— TASK TO CARRY OUT —
Only the number is needed. Please count the lines below in which the word "Normal" occurs.

— Items listed in a dataset —
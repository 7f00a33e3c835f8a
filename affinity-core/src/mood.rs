//! Agent mood.
//!
//! Mood is a coarse global state derived from the local hour, weekday and
//! how many messages arrived since the last evaluation. It scales every
//! affection gain through [`Mood::multiplier`].

use std::sync::atomic::{AtomicU32, Ordering};

use chrono::Weekday;
use parking_lot::RwLock;
use rand::Rng;
use serde::{Deserialize, Serialize};

/// Global mood of the agent.
#[derive(Debug, Clone, Copy, PartialEq, Eq, Hash, Default, Serialize, Deserialize)]
#[serde(rename_all = "SCREAMING_SNAKE_CASE")]
pub enum Mood {
    /// Good mood, the default.
    #[default]
    Happy,
    /// Energetic and excitable.
    Hyper,
    /// Barely awake.
    Sleepy,
    /// Passive, hard to impress.
    Bored,
    /// Playful and forward.
    Flirty,
    /// Busy with something.
    Focused,
    /// Sentimental.
    Nostalgic,
    /// Teasing.
    Playful,
    /// Baseline.
    Normal,
}

impl Mood {
    /// Multiplier applied to affection gains in this mood.
    #[must_use]
    pub fn multiplier(self) -> f64 {
        match self {
            Self::Hyper => 1.2,
            Self::Flirty => 1.5,
            Self::Sleepy => 0.8,
            Self::Bored => 0.6,
            Self::Nostalgic => 1.1,
            Self::Focused => 0.9,
            Self::Playful => 1.3,
            Self::Happy | Self::Normal => 1.0,
        }
    }

    /// Stored/display label.
    #[must_use]
    pub fn label(self) -> &'static str {
        match self {
            Self::Happy => "HAPPY",
            Self::Hyper => "HYPER",
            Self::Sleepy => "SLEEPY",
            Self::Bored => "BORED",
            Self::Flirty => "FLIRTY",
            Self::Focused => "FOCUSED",
            Self::Nostalgic => "NOSTALGIC",
            Self::Playful => "PLAYFUL",
            Self::Normal => "NORMAL",
        }
    }

    /// Parse a stored label, falling back to `Happy`.
    #[must_use]
    pub fn from_label(label: &str) -> Self {
        match label {
            "HYPER" => Self::Hyper,
            "SLEEPY" => Self::Sleepy,
            "BORED" => Self::Bored,
            "FLIRTY" => Self::Flirty,
            "FOCUSED" => Self::Focused,
            "NOSTALGIC" => Self::Nostalgic,
            "PLAYFUL" => Self::Playful,
            "NORMAL" => Self::Normal,
            _ => Self::Happy,
        }
    }
}

/// Pick a mood from recent message rate and the persona's local clock.
///
/// Rules are checked in priority order; the first that fires wins.
pub fn determine_mood<R: Rng + ?Sized>(
    message_rate: u32,
    hour: u32,
    weekday: Weekday,
    rng: &mut R,
) -> Mood {
    if hour < 3 {
        return Mood::Sleepy;
    }
    if message_rate > 20 {
        return Mood::Hyper;
    }
    if matches!(weekday, Weekday::Fri | Weekday::Sat) && (20..23).contains(&hour) && rng.gen_bool(0.4) {
        return Mood::Flirty;
    }
    let weekday_hours = !matches!(weekday, Weekday::Sat | Weekday::Sun);
    if weekday_hours
        && (10..18).contains(&hour)
        && (3..=10).contains(&message_rate)
        && rng.gen_bool(0.3)
    {
        return Mood::Focused;
    }
    if weekday == Weekday::Sun && (14..19).contains(&hour) && rng.gen_bool(0.25) {
        return Mood::Nostalgic;
    }
    if message_rate < 1 && hour > 10 && hour < 20 {
        return Mood::Bored;
    }
    if (20..23).contains(&hour) && message_rate >= 5 && rng.gen_bool(0.3) {
        return Mood::Flirty;
    }
    Mood::Happy
}

/// Current mood plus the inbound message counter that feeds it.
#[derive(Debug, Default)]
pub struct MoodTracker {
    current: RwLock<Mood>,
    counter: AtomicU32,
}

impl MoodTracker {
    /// Start in `mood`.
    #[must_use]
    pub fn new(mood: Mood) -> Self {
        Self {
            current: RwLock::new(mood),
            counter: AtomicU32::new(0),
        }
    }

    /// Count one inbound message.
    pub fn record_message(&self) {
        self.counter.fetch_add(1, Ordering::Relaxed);
    }

    /// The current mood.
    #[must_use]
    pub fn current(&self) -> Mood {
        *self.current.read()
    }

    /// Take and reset the message counter.
    pub fn take_rate(&self) -> u32 {
        self.counter.swap(0, Ordering::Relaxed)
    }

    /// Replace the mood, returning `true` if it changed.
    pub fn set(&self, mood: Mood) -> bool {
        let mut current = self.current.write();
        let changed = *current != mood;
        *current = mood;
        changed
    }
}

#[cfg(test)]
mod tests {
    use super::*;
    use rand::SeedableRng;
    use rand::rngs::StdRng;

    #[test]
    fn early_hours_are_sleepy_regardless_of_rate() {
        let mut rng = StdRng::seed_from_u64(1);
        assert_eq!(determine_mood(100, 1, Weekday::Mon, &mut rng), Mood::Sleepy);
    }

    #[test]
    fn high_rate_is_hyper() {
        let mut rng = StdRng::seed_from_u64(1);
        assert_eq!(determine_mood(21, 12, Weekday::Tue, &mut rng), Mood::Hyper);
    }

    #[test]
    fn quiet_daytime_is_bored() {
        let mut rng = StdRng::seed_from_u64(1);
        assert_eq!(determine_mood(0, 15, Weekday::Wed, &mut rng), Mood::Bored);
    }

    #[test]
    fn default_is_happy() {
        let mut rng = StdRng::seed_from_u64(1);
        assert_eq!(determine_mood(2, 8, Weekday::Thu, &mut rng), Mood::Happy);
    }

    #[test]
    fn tracker_counts_and_resets() {
        let tracker = MoodTracker::new(Mood::Happy);
        tracker.record_message();
        tracker.record_message();
        assert_eq!(tracker.take_rate(), 2);
        assert_eq!(tracker.take_rate(), 0);
        assert!(tracker.set(Mood::Bored));
        assert!(!tracker.set(Mood::Bored));
        assert_eq!(tracker.current(), Mood::Bored);
    }

    #[test]
    fn multipliers_stay_in_range() {
        for mood in [
            Mood::Happy,
            Mood::Hyper,
            Mood::Sleepy,
            Mood::Bored,
            Mood::Flirty,
            Mood::Focused,
            Mood::Nostalgic,
            Mood::Playful,
            Mood::Normal,
        ] {
            let m = mood.multiplier();
            assert!((0.6..=1.5).contains(&m));
            assert_eq!(Mood::from_label(mood.label()), mood);
        }
    }
}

— RESULT BELOW —
5